Subclass this and implement :meth:produce to supply fresh training data
each rollout round.
Methods
| Name | Description |
|---|---|
| produce | Generate a fresh training dataset. |
produce
core.trainers.grpo.async_trainer.DataProducer.produce(
model,
global_step,
*,
processing_class=None,
accelerator=None,
args=None,
**kwargs,
)Generate a fresh training dataset.
DataProducerCallback
core.trainers.grpo.async_trainer.DataProducerCallback()Marker class: if a DataProducer also inherits from this, the Trainer will automatically register it as a callback.
GRPODataProducer
core.trainers.grpo.async_trainer.GRPODataProducer(
config,
prompt_dataset,
*,
num_generations,
generation_batch_size,
train_batch_size,
steps_per_generation,
shuffle_dataset,
seed,
)Produces GRPO training rollouts using the trainer’s generation pipeline.
Created before Trainer.__init__ completes; the trainer reference is injected later via set_trainer().
Methods
| Name | Description |
|---|---|
| produce | Generate a fresh GRPO training rollout. |
| set_trainer | Inject the live trainer reference and create the prompt DataLoader. |
produce
core.trainers.grpo.async_trainer.GRPODataProducer.produce(
model,
global_step,
*,
skip_policy_logps=False,
processing_class=None,
accelerator=None,
args=None,
_rank0_only=False,
**kwargs,
)Generate a fresh GRPO training rollout.
set_trainer
core.trainers.grpo.async_trainer.GRPODataProducer.set_trainer(trainer)Inject the live trainer reference and create the prompt DataLoader.
ProducerConfig
core.trainers.grpo.async_trainer.ProducerConfig(
mini_epochs=1,
max_rollouts=None,
steps_per_generation=None,
num_iterations=1,
async_prefetch=False,
prefetch_depth=1,
sync_warmup_rollouts=0,
eval_during_produce=True,
empty_cache_before_produce=False,
empty_cache_after_produce=False,
)Configuration for a :class:DataProducer.
Parameters
| Name | Type | Description | Default |
|---|---|---|---|
| mini_epochs | int | Number of training passes over each produced dataset. | 1 |
| max_rollouts | int | None | Maximum number of produce-then-train rounds (None = unlimited). | None |
| steps_per_generation | int | None | Optimisation steps per produced dataset before regenerating. | None |
| num_iterations | int | Number of times to reuse each generation across optimisation steps. | 1 |
| async_prefetch | bool | Produce the next dataset in a background thread. | False |
| prefetch_depth | int | How many rollouts to queue ahead when async. | 1 |
| sync_warmup_rollouts | int | Initial on-policy rollouts before switching to async. | 0 |
| eval_during_produce | bool | Switch model to eval() during produce(). | True |
| empty_cache_before_produce | bool | torch.cuda.empty_cache() before produce(). | False |
| empty_cache_after_produce | bool | torch.cuda.empty_cache() after produce(). | False |
RolloutDataset
core.trainers.grpo.async_trainer.RolloutDataset(data)A Dataset wrapping the output dict from _generate_and_score_completions.
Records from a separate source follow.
//! Call a provider method.

use std::time::Duration;

use paygate_client::{ApiMethod, GatewayClient};
use tracing::debug;

use crate::commands::parse_fields;
use crate::error::{CliError, CliResult};
use crate::output::{EnvelopeOutput, OutputFormat, Render};

/// Execute the call command.
pub async fn call(
    client: &GatewayClient,
    format: OutputFormat,
    method: &str,
    args: &[String],
    timeout_secs: Option<u64>,
) -> CliResult<String> {
    let method = ApiMethod::from_name(method).ok_or_else(|| {
        let known: Vec<&str> = ApiMethod::ALL.iter().map(|m| m.name()).collect();
        CliError::user(format!(
            "Unknown method '{}'. Known methods: {}",
            method,
            known.join(", ")
        ))
    })?;
    let fields = parse_fields(args)?;
    debug!(method = %method, fields = fields.len(), "Calling provider");

    let output = match method {
        ApiMethod::DownloadBill => {
            return Err(CliError::user("Use 'paygate bill' to download bills"));
        }
        ApiMethod::BizPayUrl => {
            return Err(CliError::user("Use 'paygate qr-url' to build QR URLs"));
        }
        ApiMethod::Report => {
            let response = client.report(fields).await?;
            EnvelopeOutput::new(method.name(), &response)
        }
        _ => {
            let envelope = client
                .call_with_timeout(method, fields, timeout_secs.map(Duration::from_secs))
                .await?;
            EnvelopeOutput::new(method.name(), envelope.fields())
        }
    };

    Ok(output.render(format))
}

#[cfg(test)]
mod tests {
    use super::*;
    use paygate_client::api::API_BASE;
    use paygate_test_utils::*;

    fn args(pairs: &[&str]) -> Vec<String> {
        pairs.iter().map(|s| s.to_string()).collect()
    }

    #[tokio::test]
    async fn test_call_order_query() {
        let transport = MockTransport::echoing(TEST_KEY);
        let client = test_client(&transport);

        let output = call(
            &client,
            OutputFormat::Json,
            "order-query",
            &args(&["out_trade_no=T1"]),
            Some(2),
        )
        .await
        .unwrap();

        let json: serde_json::Value = serde_json::from_str(&output).unwrap();
        assert_eq!(json["method"], "order-query");
        assert_eq!(json["fields"]["out_trade_no"], "T1");

        let sent = transport.last_request().unwrap();
        assert_eq!(sent.url, format!("{}/pay/orderquery", API_BASE));
        assert_eq!(sent.timeout, Duration::from_secs(2));
    }

    #[tokio::test]
    async fn test_unknown_method() {
        let transport = MockTransport::new();
        let client = test_client(&transport);

        let err = call(&client, OutputFormat::Human, "pay", &[], None)
            .await
            .unwrap_err();
        assert!(err.to_string().contains("unified-order"));
        assert_eq!(err.exit_code(), 1);
        assert_eq!(transport.request_count(), 0);
    }

    #[tokio::test]
    async fn test_bill_is_redirected() {
        let transport = MockTransport::new();
        let client = test_client(&transport);

        let err = call(&client, OutputFormat::Human, "download-bill", &[], None)
            .await
            .unwrap_err();
        assert!(err.to_string().contains("paygate bill"));
        assert_eq!(transport.request_count(), 0);
    }

    #[tokio::test]
    async fn test_missing_field_sends_nothing() {
        let transport = MockTransport::echoing(TEST_KEY);
        let client = test_client(&transport);

        let err = call(&client, OutputFormat::Human, "refund-query", &[], None)
            .await
            .unwrap_err();
        assert_eq!(err.exit_code(), 4);
        assert_eq!(transport.request_count(), 0);
    }
}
Per-sample tensors are sliced by index; shared metadata is passed through.
Functions
| Name | Description |
|---|---|
| make_rollout_collator | Return a collator that stacks per-sample tensors and passes shared keys through. |
make_rollout_collator
core.trainers.grpo.async_trainer.make_rollout_collator(shared_keys)Return a collator that stacks per-sample tensors and passes shared keys through.